Coinciding with this approach are interesting passages, tones and codas that break through some of the monotony that shows its face too often throughout. “Malfire” has a guitar melody that alternates from chugging to shining palm-muted accents. “Turn the Cross” is propulsive, an utter grenade of a track that bursts from verse to chorus with biting efficiency, its own momentum overriding its sometimes simplistic construction.
There’s seldom a track here that doesn’t feel anthemic in its design, engineered to motivate, focused to inspire and almost by means of sonic telepathy motivate your fist to punch the air as hard as you can. “Damage III” and “The Infamous Left” are manic and brutish slogs, aural fistfights recorded into digestible pieces. And there is something oddly nostalgic about this, perhaps with its antiquated connections to hardcore’s earliest days.

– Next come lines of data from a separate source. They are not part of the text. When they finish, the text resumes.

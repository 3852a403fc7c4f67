//! Role registry listing.

use hrguard_rbac::{Role, permissions_for};

use crate::style::data_table;

/// Describes the data scope a role resolves to.
pub fn scope_summary(role: Role) -> &'static str {
    if permissions_for(role).can_view_all_data {
        "all records"
    } else if role == Role::DepartmentManager {
        "own department"
    } else {
        "own records"
    }
}

pub fn run() {
    let rows: Vec<Vec<String>> = Role::ALL
        .iter()
        .map(|&role| {
            vec![
                role.as_str().to_string(),
                role.display_name().to_string(),
                scope_summary(role).to_string(),
                permissions_for(role).granted().count().to_string(),
            ]
        })
        .collect();

    println!(
        "{}",
        data_table(&["Claim", "Name", "Scope", "Capabilities"], &rows)
    );
}
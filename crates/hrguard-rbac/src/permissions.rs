//! Permission matrix.
//!
//! Maps each role to one fully-populated [`Permissions`] record. The six
//! rows below are authored independently: no role inherits from another, so
//! a reviewer can audit one row without reasoning about precedence.
//!
//! Adding a role to [`Role`] without a row here fails to compile
//! ([`permissions_for`] is an exhaustive match).

use serde::{Deserialize, Serialize};
use thiserror::Error;
use tracing::warn;

use crate::capabilities::Capability;
use crate::roles::Role;

/// Role that unknown role claims degrade to.
pub const FALLBACK_ROLE: Role = Role::Employee;

/// Fixed-shape capability record.
///
/// Serializes with the camelCase wire names the UI layer consumes
/// (`canViewEmployees`, ...). Deserialization rejects missing or unknown
/// fields so a partial record can never be loaded.
#[derive(Debug, Clone, Copy, PartialEq, Eq, Hash, Serialize, Deserialize)]
#[serde(rename_all = "camelCase", deny_unknown_fields)]
pub struct Permissions {
    pub can_view_employees: bool,
    pub can_edit_employees: bool,
    pub can_delete_employees: bool,
    pub can_view_performance: bool,
    pub can_edit_performance: bool,
    pub can_view_payroll: bool,
    pub can_edit_payroll: bool,
    pub can_view_reports: bool,
    pub can_manage_team: bool,
    pub can_view_audit_logs: bool,
    pub can_manage_employees: bool,
    pub can_manage_payroll: bool,
    pub can_manage_leaves: bool,
    pub can_manage_performance: bool,
    pub can_manage_company: bool,
    pub can_manage_departments: bool,
    pub can_view_all_data: bool,
    pub can_manage_own_profile: bool,
    pub can_request_leave: bool,
}

impl Permissions {
    /// Record with every capability denied.
    pub const NONE: Permissions = Permissions {
        can_view_employees: false,
        can_edit_employees: false,
        can_delete_employees: false,
        can_view_performance: false,
        can_edit_performance: false,
        can_view_payroll: false,
        can_edit_payroll: false,
        can_view_reports: false,
        can_manage_team: false,
        can_view_audit_logs: false,
        can_manage_employees: false,
        can_manage_payroll: false,
        can_manage_leaves: false,
        can_manage_performance: false,
        can_manage_company: false,
        can_manage_departments: false,
        can_view_all_data: false,
        can_manage_own_profile: false,
        can_request_leave: false,
    };

    /// Returns whether this record grants `capability`.
    pub const fn allows(&self, capability: Capability) -> bool {
        match capability {
            Capability::ViewEmployees => self.can_view_employees,
            Capability::EditEmployees => self.can_edit_employees,
            Capability::DeleteEmployees => self.can_delete_employees,
            Capability::ViewPerformance => self.can_view_performance,
            Capability::EditPerformance => self.can_edit_performance,
            Capability::ViewPayroll => self.can_view_payroll,
            Capability::EditPayroll => self.can_edit_payroll,
            Capability::ViewReports => self.can_view_reports,
            Capability::ManageTeam => self.can_manage_team,
            Capability::ViewAuditLogs => self.can_view_audit_logs,
            Capability::ManageEmployees => self.can_manage_employees,
            Capability::ManagePayroll => self.can_manage_payroll,
            Capability::ManageLeaves => self.can_manage_leaves,
            Capability::ManagePerformance => self.can_manage_performance,
            Capability::ManageCompany => self.can_manage_company,
            Capability::ManageDepartments => self.can_manage_departments,
            Capability::ViewAllData => self.can_view_all_data,
            Capability::ManageOwnProfile => self.can_manage_own_profile,
            Capability::RequestLeave => self.can_request_leave,
        }
    }

    /// Iterates the granted capabilities in field order.
    pub fn granted(&self) -> impl Iterator<Item = Capability> + '_ {
        Capability::ALL.into_iter().filter(move |c| self.allows(*c))
    }

    /// Returns whether every capability granted here is also granted by `other`.
    pub fn is_subset_of(&self, other: &Permissions) -> bool {
        self.granted().all(|c| other.allows(c))
    }
}

impl Default for Permissions {
    fn default() -> Self {
        Self::NONE
    }
}

const OWNER: Permissions = Permissions {
    can_view_employees: true,
    can_edit_employees: true,
    can_delete_employees: true,
    can_view_performance: true,
    can_edit_performance: true,
    can_view_payroll: true,
    can_edit_payroll: true,
    can_view_reports: true,
    can_manage_team: true,
    can_view_audit_logs: true,
    can_manage_employees: true,
    can_manage_payroll: true,
    can_manage_leaves: true,
    can_manage_performance: true,
    can_manage_company: true,
    can_manage_departments: true,
    can_view_all_data: true,
    can_manage_own_profile: true,
    can_request_leave: true,
};

const ADMIN: Permissions = Permissions {
    can_view_employees: true,
    can_edit_employees: true,
    can_delete_employees: true,
    can_view_performance: true,
    can_edit_performance: true,
    can_view_payroll: true,
    can_edit_payroll: true,
    can_view_reports: true,
    can_manage_team: true,
    can_view_audit_logs: true,
    can_manage_employees: true,
    can_manage_payroll: true,
    can_manage_leaves: true,
    can_manage_performance: true,
    can_manage_company: false,
    can_manage_departments: true,
    can_view_all_data: true,
    can_manage_own_profile: true,
    can_request_leave: true,
};

const HR_MANAGER: Permissions = Permissions {
    can_view_employees: true,
    can_edit_employees: true,
    can_delete_employees: true,
    can_view_performance: true,
    can_edit_performance: true,
    can_view_payroll: true,
    can_edit_payroll: true,
    can_view_reports: true,
    can_manage_team: true,
    can_view_audit_logs: false,
    can_manage_employees: true,
    can_manage_payroll: true,
    can_manage_leaves: true,
    can_manage_performance: true,
    can_manage_company: false,
    can_manage_departments: true,
    can_view_all_data: true,
    can_manage_own_profile: true,
    can_request_leave: true,
};

const HR_SPECIALIST: Permissions = Permissions {
    can_view_employees: true,
    can_edit_employees: true,
    can_delete_employees: false,
    can_view_performance: true,
    can_edit_performance: false,
    can_view_payroll: false,
    can_edit_payroll: false,
    can_view_reports: true,
    can_manage_team: false,
    can_view_audit_logs: false,
    can_manage_employees: true,
    can_manage_payroll: false,
    can_manage_leaves: true,
    can_manage_performance: false,
    can_manage_company: false,
    can_manage_departments: false,
    can_view_all_data: true,
    can_manage_own_profile: true,
    can_request_leave: true,
};

const DEPARTMENT_MANAGER: Permissions = Permissions {
    can_view_employees: true,
    can_edit_employees: false,
    can_delete_employees: false,
    can_view_performance: true,
    can_edit_performance: true,
    can_view_payroll: false,
    can_edit_payroll: false,
    can_view_reports: true,
    can_manage_team: true,
    can_view_audit_logs: false,
    can_manage_employees: false,
    can_manage_payroll: false,
    can_manage_leaves: true,
    can_manage_performance: true,
    can_manage_company: false,
    can_manage_departments: false,
    can_view_all_data: false,
    can_manage_own_profile: true,
    can_request_leave: true,
};

const EMPLOYEE: Permissions = Permissions {
    can_view_employees: false,
    can_edit_employees: false,
    can_delete_employees: false,
    can_view_performance: false,
    can_edit_performance: false,
    can_view_payroll: false,
    can_edit_payroll: false,
    can_view_reports: false,
    can_manage_team: false,
    can_view_audit_logs: false,
    can_manage_employees: false,
    can_manage_payroll: false,
    can_manage_leaves: false,
    can_manage_performance: false,
    can_manage_company: false,
    can_manage_departments: false,
    can_view_all_data: false,
    can_manage_own_profile: true,
    can_request_leave: true,
};

/// Returns the permission record for `role`.
///
/// # Examples
///
/// ```
/// use hrguard_rbac::capabilities::Capability;
/// use hrguard_rbac::permissions::permissions_for;
/// use hrguard_rbac::roles::Role;
///
/// assert!(permissions_for(Role::HrManager).allows(Capability::ViewPayroll));
/// assert!(!permissions_for(Role::HrSpecialist).allows(Capability::ViewPayroll));
/// ```
pub const fn permissions_for(role: Role) -> Permissions {
    match role {
        Role::Owner => OWNER,
        Role::Admin => ADMIN,
        Role::HrManager => HR_MANAGER,
        Role::HrSpecialist => HR_SPECIALIST,
        Role::DepartmentManager => DEPARTMENT_MANAGER,
        Role::Employee => EMPLOYEE,
    }
}

/// Resolves a raw role claim (e.g. from a session) to a permission record.
///
/// Unknown claims never fail the caller: they get the [`FALLBACK_ROLE`]
/// record and a [`DegradedRoleWarning`], which is also logged.
pub fn permissions_for_claim(raw: &str) -> (Permissions, Option<DegradedRoleWarning>) {
    let (role, warning) = role_for_claim(raw);
    (permissions_for(role), warning)
}

/// Parses a raw role claim, degrading unknown values to [`FALLBACK_ROLE`].
pub fn role_for_claim(raw: &str) -> (Role, Option<DegradedRoleWarning>) {
    match Role::parse(raw) {
        Ok(role) => (role, None),
        Err(err) => {
            warn!(
                claim = %err.claim(),
                fallback = %FALLBACK_ROLE,
                "Unknown role claim degraded to most restrictive permissions"
            );
            (
                FALLBACK_ROLE,
                Some(DegradedRoleWarning {
                    claim: err.claim().to_string(),
                    fallback: FALLBACK_ROLE,
                }),
            )
        }
    }
}

/// Report that a role claim was outside the registry and was degraded.
///
/// Not an error for the caller (the request proceeds with the fallback
/// record) but a signal that session or directory data is wrong upstream.
#[derive(Debug, Clone, PartialEq, Eq, Error)]
#[error("role claim {claim:?} is not a known role; degraded to {fallback}")]
pub struct DegradedRoleWarning {
    pub claim: String,
    pub fallback: Role,
}
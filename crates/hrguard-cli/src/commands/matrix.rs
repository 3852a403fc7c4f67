//! Permission matrix rendering.

use anyhow::Result;
use hrguard_rbac::{Capability, Role, permissions_for};
use serde_json::{Value, json};

use crate::Format;
use crate::style::flag_table;

/// One row per capability, one column per role.
fn rows() -> Vec<(String, Vec<bool>)> {
    Capability::ALL
        .iter()
        .map(|&capability| {
            let flags = Role::ALL
                .iter()
                .map(|&role| permissions_for(role).allows(capability))
                .collect();
            (capability.as_str().to_string(), flags)
        })
        .collect()
}

fn as_json() -> Result<Value> {
    let roles = Role::ALL
        .iter()
        .map(|&role| -> Result<Value> {
            Ok(json!({
                "role": role,
                "name": role.display_name(),
                "permissions": serde_json::to_value(permissions_for(role))?,
            }))
        })
        .collect::<Result<Vec<_>>>()?;
    Ok(Value::Array(roles))
}

pub fn run(format: Format) -> Result<()> {
    match format {
        Format::Table => {
            let columns: Vec<&str> = Role::ALL.iter().map(|r| r.as_str()).collect();
            println!("{}", flag_table("capability", &columns, &rows()));
        }
        Format::Json => {
            println!("{}", serde_json::to_string_pretty(&as_json()?)?);
        }
    }
    Ok(())
}
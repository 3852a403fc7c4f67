//! Configuration error types

use std::path::PathBuf;

use hrguard_types::PrincipalId;
use thiserror::Error;

#[derive(Debug, Error)]
pub enum ConfigError {
    #[error("Failed to read config file at {path}: {source}")]
    ReadError {
        path: PathBuf,
        source: std::io::Error,
    },

    #[error("Failed to parse TOML config at {path}: {source}")]
    ParseError {
        path: PathBuf,
        source: toml::de::Error,
    },

    #[error("Invalid configuration: {0}")]
    ValidationError(String),

    #[error("Manager {0} is assigned to more than one department")]
    DuplicateManager(PrincipalId),

    #[error("XDG directory error: {0}")]
    XdgError(String),
}
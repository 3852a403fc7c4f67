//! # hrguard-types: Core types for `hrguard`
//!
//! Identifier newtypes shared by every hrguard crate:
//! - Principals ([`PrincipalId`]): the authenticated actor behind a request
//! - Departments ([`DepartmentId`]): the organizational unit records belong to
//!
//! Both are `Copy` 8-byte values so they can be passed by value through the
//! decision path without allocation.

use std::fmt::{Debug, Display};

use serde::{Deserialize, Serialize};

// ============================================================================
// Entity IDs - All Copy (cheap 8-byte values)
// ============================================================================

/// Unique identifier for an authenticated principal (a user account).
///
/// Employees, managers and administrators share the same id space: a
/// record's owner is the principal it describes.
#[derive(Debug, Clone, Copy, PartialEq, Eq, PartialOrd, Ord, Hash, Serialize, Deserialize)]
pub struct PrincipalId(u64);

impl PrincipalId {
    pub const fn new(id: u64) -> Self {
        Self(id)
    }

    /// Returns the id as a `u64`.
    pub fn as_u64(self) -> u64 {
        self.0
    }
}

impl Display for PrincipalId {
    fn fmt(&self, f: &mut std::fmt::Formatter<'_>) -> std::fmt::Result {
        write!(f, "{}", self.0)
    }
}

impl From<u64> for PrincipalId {
    fn from(value: u64) -> Self {
        Self(value)
    }
}

impl From<PrincipalId> for u64 {
    fn from(id: PrincipalId) -> Self {
        id.0
    }
}

/// Unique identifier for a department.
///
/// # Examples
///
/// ```
/// # use hrguard_types::DepartmentId;
/// let engineering = DepartmentId::new(1302);
/// assert_eq!(engineering.to_string(), "1302");
/// assert_eq!(u64::from(engineering), 1302);
/// ```
#[derive(Debug, Clone, Copy, PartialEq, Eq, PartialOrd, Ord, Hash, Serialize, Deserialize)]
pub struct DepartmentId(u64);

impl DepartmentId {
    pub const fn new(id: u64) -> Self {
        Self(id)
    }

    /// Returns the id as a `u64`.
    pub fn as_u64(self) -> u64 {
        self.0
    }
}

impl Display for DepartmentId {
    fn fmt(&self, f: &mut std::fmt::Formatter<'_>) -> std::fmt::Result {
        write!(f, "{}", self.0)
    }
}

impl From<u64> for DepartmentId {
    fn from(value: u64) -> Self {
        Self(value)
    }
}

impl From<DepartmentId> for u64 {
    fn from(id: DepartmentId) -> Self {
        id.0
    }
}

#[cfg(test)]
mod tests {
    use super::*;
    use proptest::prelude::*;

    #[test]
    fn ids_display_as_plain_numbers() {
        assert_eq!(PrincipalId::new(7).to_string(), "7");
        assert_eq!(DepartmentId::new(1400).to_string(), "1400");
    }

    #[test]
    fn ids_serialize_transparently_as_numbers() {
        let json = serde_json::to_string(&DepartmentId::new(1302)).unwrap();
        assert_eq!(json, "1302");

        let id: PrincipalId = serde_json::from_str("42").unwrap();
        assert_eq!(id, PrincipalId::new(42));
    }

    proptest! {
        #[test]
        fn prop_u64_conversion_is_lossless(raw in any::<u64>()) {
            prop_assert_eq!(u64::from(PrincipalId::from(raw)), raw);
            prop_assert_eq!(u64::from(DepartmentId::from(raw)), raw);
        }
    }
}
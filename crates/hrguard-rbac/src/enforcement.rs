//! Authorization facade.
//!
//! The single entry point route handlers and pages call before rendering or
//! mutating anything. Composes the permission matrix and the scope resolver
//! into one decision; never touches record storage.

use std::fmt::{self, Display};
use std::sync::atomic::{AtomicU64, Ordering};

use hrguard_directory::{BoundedDirectory, DEFAULT_LOOKUP_TIMEOUT, DepartmentDirectory};
use hrguard_types::{DepartmentId, PrincipalId};
use thiserror::Error;
use tracing::{debug, info, warn};

use crate::cache::{CacheStats, DecisionCache};
use crate::capabilities::Capability;
use crate::permissions::{Permissions, permissions_for};
use crate::principal::Principal;
use crate::resources::{Action, Resource, required_capability};
use crate::roles::Role;
use crate::scope::{Scope, ScopeResolver, fail_closed};

/// What a decision was asked to grant.
#[derive(Debug, Clone, Copy, PartialEq, Eq, Hash)]
pub enum Requirement {
    /// A single capability flag.
    Capability(Capability),

    /// A resource operation no role may perform.
    Forbidden { resource: Resource, action: Action },
}

impl Display for Requirement {
    fn fmt(&self, f: &mut fmt::Formatter<'_>) -> fmt::Result {
        match self {
            Requirement::Capability(c) => write!(f, "{c}"),
            Requirement::Forbidden { resource, action } => write!(f, "{action} {resource}"),
        }
    }
}

/// Raised by callers that reject a request after a denied decision.
///
/// The facade itself never returns this for a denial; denial is a value
/// ([`AuthorizationDecision::allowed`] is false). Callers that want to turn
/// a denial into an error use [`AuthorizationDecision::require`].
#[derive(Debug, Clone, PartialEq, Eq, Error)]
#[error("principal {principal} with role {role} is not authorized: {requirement}")]
pub struct UnauthorizedAccess {
    pub principal: PrincipalId,
    pub role: Role,
    pub requirement: Requirement,
}

/// Outcome of one authorization check.
///
/// Always fully populated. The scope is computed even for denied decisions
/// but can only be read through accessors that check `allowed` first.
#[derive(Debug, Clone, PartialEq, Eq)]
pub struct AuthorizationDecision {
    principal: PrincipalId,
    role: Role,
    requirement: Requirement,
    allowed: bool,
    scope: Scope,
}

impl AuthorizationDecision {
    pub(crate) fn new(
        principal: PrincipalId,
        role: Role,
        requirement: Requirement,
        allowed: bool,
        scope: Scope,
    ) -> Self {
        Self {
            principal,
            role,
            requirement,
            allowed,
            scope,
        }
    }

    pub fn allowed(&self) -> bool {
        self.allowed
    }

    pub fn is_denied(&self) -> bool {
        !self.allowed
    }

    pub fn principal(&self) -> PrincipalId {
        self.principal
    }

    pub fn role(&self) -> Role {
        self.role
    }

    pub fn requirement(&self) -> Requirement {
        self.requirement
    }

    /// Returns the capability checked, if the request mapped to one.
    pub fn capability(&self) -> Option<Capability> {
        match self.requirement {
            Requirement::Capability(c) => Some(c),
            Requirement::Forbidden { .. } => None,
        }
    }

    /// Returns the data scope, or `None` if the decision denies access.
    pub fn scope(&self) -> Option<&Scope> {
        self.allowed.then_some(&self.scope)
    }

    /// Returns the data scope, or [`UnauthorizedAccess`] if denied.
    pub fn require(&self) -> Result<&Scope, UnauthorizedAccess> {
        self.scope().ok_or(UnauthorizedAccess {
            principal: self.principal,
            role: self.role,
            requirement: self.requirement,
        })
    }
}

/// Counters exposed by [`Authorizer::stats`].
#[derive(Debug, Clone, Copy, Default, PartialEq, Eq)]
pub struct AuthorizerStats {
    /// Role claims that were outside the registry and degraded.
    pub degraded_claims: u64,
    /// Decision cache counters, if caching is enabled.
    pub cache: Option<CacheStats>,
}

/// Returns whether `principal`'s role grants `capability`.
///
/// Pure table lookup, no I/O.
pub fn can(principal: &Principal, capability: Capability) -> bool {
    permissions_for(principal.role).allows(capability)
}

/// Keeps the items visible under `scope`, preserving their order.
///
/// Deterministic and side-effect free: the same inputs always produce the
/// same output, so it is safe to reapply per page of a paginated listing.
/// [`Scope::None`] yields an empty vector without calling either selector.
///
/// # Examples
///
/// ```
/// use hrguard_rbac::{Scope, filter_by_scope};
/// use hrguard_types::{DepartmentId, PrincipalId};
///
/// let rows = vec![(1, 1302), (2, 1400), (3, 1302)];
/// let visible = filter_by_scope(
///     rows,
///     &Scope::DepartmentOnly(DepartmentId::new(1302)),
///     |(_, dept)| DepartmentId::new(*dept),
///     |(id, _)| PrincipalId::new(*id),
/// );
/// assert_eq!(visible, vec![(1, 1302), (3, 1302)]);
/// ```
pub fn filter_by_scope<T, I, FD, FO>(
    items: I,
    scope: &Scope,
    department_of: FD,
    owner_of: FO,
) -> Vec<T>
where
    I: IntoIterator<Item = T>,
    FD: Fn(&T) -> DepartmentId,
    FO: Fn(&T) -> PrincipalId,
{
    match scope {
        Scope::Unrestricted => items.into_iter().collect(),
        Scope::DepartmentOnly(department) => items
            .into_iter()
            .filter(|item| department_of(item) == *department)
            .collect(),
        Scope::SelfOnly(owner) => items
            .into_iter()
            .filter(|item| owner_of(item) == *owner)
            .collect(),
        Scope::None => Vec::new(),
    }
}

/// Authorization engine.
///
/// Shareable across request handlers behind an `Arc`. The permission matrix
/// is a compile-time constant and the optional cache is internally
/// synchronized. Every directory lookup runs under a deadline; see
/// [`BoundedDirectory`].
///
/// # Examples
///
/// ```
/// use hrguard_directory::Directory;
/// use hrguard_rbac::{Authorizer, Capability, Principal, Role, Scope};
/// use hrguard_types::{DepartmentId, PrincipalId};
///
/// let directory = Directory::new().with_manager(PrincipalId::new(5), DepartmentId::new(1302));
/// let authorizer = Authorizer::new(directory).without_audit();
///
/// let manager = Principal::new(PrincipalId::new(5), Role::DepartmentManager);
/// let decision = authorizer.authorize(&manager, Capability::ViewEmployees);
///
/// assert!(decision.allowed());
/// assert_eq!(decision.scope(), Some(&Scope::DepartmentOnly(DepartmentId::new(1302))));
/// ```
#[derive(Debug)]
pub struct Authorizer<D> {
    resolver: ScopeResolver<BoundedDirectory<D>>,
    cache: Option<DecisionCache>,
    audit_enabled: bool,
    degraded_claims: AtomicU64,
}

impl<D: DepartmentDirectory + 'static> Authorizer<D> {
    /// Creates an authorizer without caching, with audit logging enabled.
    ///
    /// Lookups against `directory` are bounded by [`DEFAULT_LOOKUP_TIMEOUT`].
    pub fn new(directory: D) -> Self {
        Self::with_bounded(BoundedDirectory::new(directory, DEFAULT_LOOKUP_TIMEOUT))
    }

    /// Creates an authorizer over a directory with its own deadline and pool.
    pub fn with_bounded(directory: BoundedDirectory<D>) -> Self {
        Self {
            resolver: ScopeResolver::new(directory),
            cache: None,
            audit_enabled: true,
            degraded_claims: AtomicU64::new(0),
        }
    }

    /// Enables decision caching.
    pub fn with_cache(mut self, cache: DecisionCache) -> Self {
        self.cache = Some(cache);
        self
    }

    /// Disables per-decision grant/deny logging (for testing).
    ///
    /// Anomalies (degraded roles, lookup failures) are still logged.
    pub fn without_audit(mut self) -> Self {
        self.audit_enabled = false;
        self
    }

    /// Returns whether `principal` holds `capability`. See [`can`].
    pub fn can(&self, principal: &Principal, capability: Capability) -> bool {
        can(principal, capability)
    }

    /// Returns the full permission record for `principal`.
    pub fn permissions(&self, principal: &Principal) -> Permissions {
        permissions_for(principal.role)
    }

    /// Resolves `principal`'s data scope, failing closed.
    pub fn resolve_scope(&self, principal: &Principal) -> Scope {
        self.resolver
            .resolve(principal, &permissions_for(principal.role))
    }

    /// Decides whether `principal` may exercise `capability`, and over which
    /// records.
    pub fn authorize(&self, principal: &Principal, capability: Capability) -> AuthorizationDecision {
        let cached = self
            .cache
            .as_ref()
            .and_then(|cache| cache.get(principal.id, principal.role, capability));
        if let Some(decision) = cached {
            debug!(
                principal = %principal.id,
                capability = %capability,
                "Decision served from cache"
            );
            return decision;
        }

        let requirement = Requirement::Capability(capability);
        let (decision, resolved) = self.evaluate(principal, requirement);

        if let Some(cache) = &self.cache
            && resolved
        {
            cache.insert(principal.id, principal.role, capability, decision.clone());
        }

        decision
    }

    /// Decides whether `principal` may perform `action` on `resource`.
    ///
    /// Pairs that no role may perform are always denied.
    pub fn authorize_resource(
        &self,
        principal: &Principal,
        resource: Resource,
        action: Action,
    ) -> AuthorizationDecision {
        match required_capability(resource, action) {
            Some(capability) => self.authorize(principal, capability),
            None => self.evaluate(principal, Requirement::Forbidden { resource, action }).0,
        }
    }

    /// Applies `scope` to `items`. See [`filter_by_scope`].
    pub fn filter_by_scope<T, I, FD, FO>(
        &self,
        items: I,
        scope: &Scope,
        department_of: FD,
        owner_of: FO,
    ) -> Vec<T>
    where
        I: IntoIterator<Item = T>,
        FD: Fn(&T) -> DepartmentId,
        FO: Fn(&T) -> PrincipalId,
    {
        filter_by_scope(items, scope, department_of, owner_of)
    }

    /// Authorizes `capability` and filters `items` in one step.
    ///
    /// A denied decision yields an empty vector.
    pub fn filter_authorized<T, I, FD, FO>(
        &self,
        principal: &Principal,
        capability: Capability,
        items: I,
        department_of: FD,
        owner_of: FO,
    ) -> Vec<T>
    where
        I: IntoIterator<Item = T>,
        FD: Fn(&T) -> DepartmentId,
        FO: Fn(&T) -> PrincipalId,
    {
        match self.authorize(principal, capability).scope() {
            Some(scope) => filter_by_scope(items, scope, department_of, owner_of),
            None => Vec::new(),
        }
    }

    /// Builds a principal from raw session claims, counting degraded roles.
    pub fn principal_from_claims(&self, id: PrincipalId, raw_role: &str) -> Principal {
        let (principal, warning) = Principal::from_claims(id, raw_role);
        if warning.is_some() {
            self.degraded_claims.fetch_add(1, Ordering::Relaxed);
        }
        principal
    }

    /// Must be called when an administrator changes `principal`'s role.
    pub fn on_role_change(&self, principal: PrincipalId) {
        if let Some(cache) = &self.cache {
            let removed = cache.invalidate_principal(principal);
            info!(principal = %principal, removed, "Role changed; cached decisions dropped");
        }
    }

    pub fn stats(&self) -> AuthorizerStats {
        AuthorizerStats {
            degraded_claims: self.degraded_claims.load(Ordering::Relaxed),
            cache: self.cache.as_ref().map(DecisionCache::stats),
        }
    }

    /// The flag is false when the directory failed and the scope fell back
    /// to [`Scope::None`]; such decisions must not be cached.
    fn evaluate(
        &self,
        principal: &Principal,
        requirement: Requirement,
    ) -> (AuthorizationDecision, bool) {
        let permissions = permissions_for(principal.role);
        let allowed = match requirement {
            Requirement::Capability(capability) => permissions.allows(capability),
            Requirement::Forbidden { .. } => false,
        };
        let (scope, resolved) = match self.resolver.try_resolve(principal, &permissions) {
            Ok(scope) => (scope, true),
            Err(err) => (fail_closed(principal, &err), false),
        };

        if self.audit_enabled {
            if allowed {
                info!(
                    principal = %principal.id,
                    role = %principal.role,
                    requirement = %requirement,
                    scope = %scope,
                    "Access granted"
                );
            } else {
                warn!(
                    principal = %principal.id,
                    role = %principal.role,
                    requirement = %requirement,
                    "Access denied"
                );
            }
        }

        let decision =
            AuthorizationDecision::new(principal.id, principal.role, requirement, allowed, scope);
        (decision, resolved)
    }
}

The problem ties back to that toolkit mentioned above—that aside from choruses, there is little to no nuance here. One could argue that it’s not necessary for what Refused are attempting. However their prior LP Freedom would have indicated a potentially different arc. Refused are capable of reaching for more and chose not to. It’s a brave choice, but one that limits and confines as much as it assists in focusing their energies.
War Music is a capable effort from hardcore veterans of who did more to redefine its attributes than any other band in the past 20 years. While the album takes listeners through myriad well-structured and bombastic pieces—each one layered with a profound confrontational energy backed by a hearty production—the album lacks a fundamental maturity that demarcates what should be expected growth.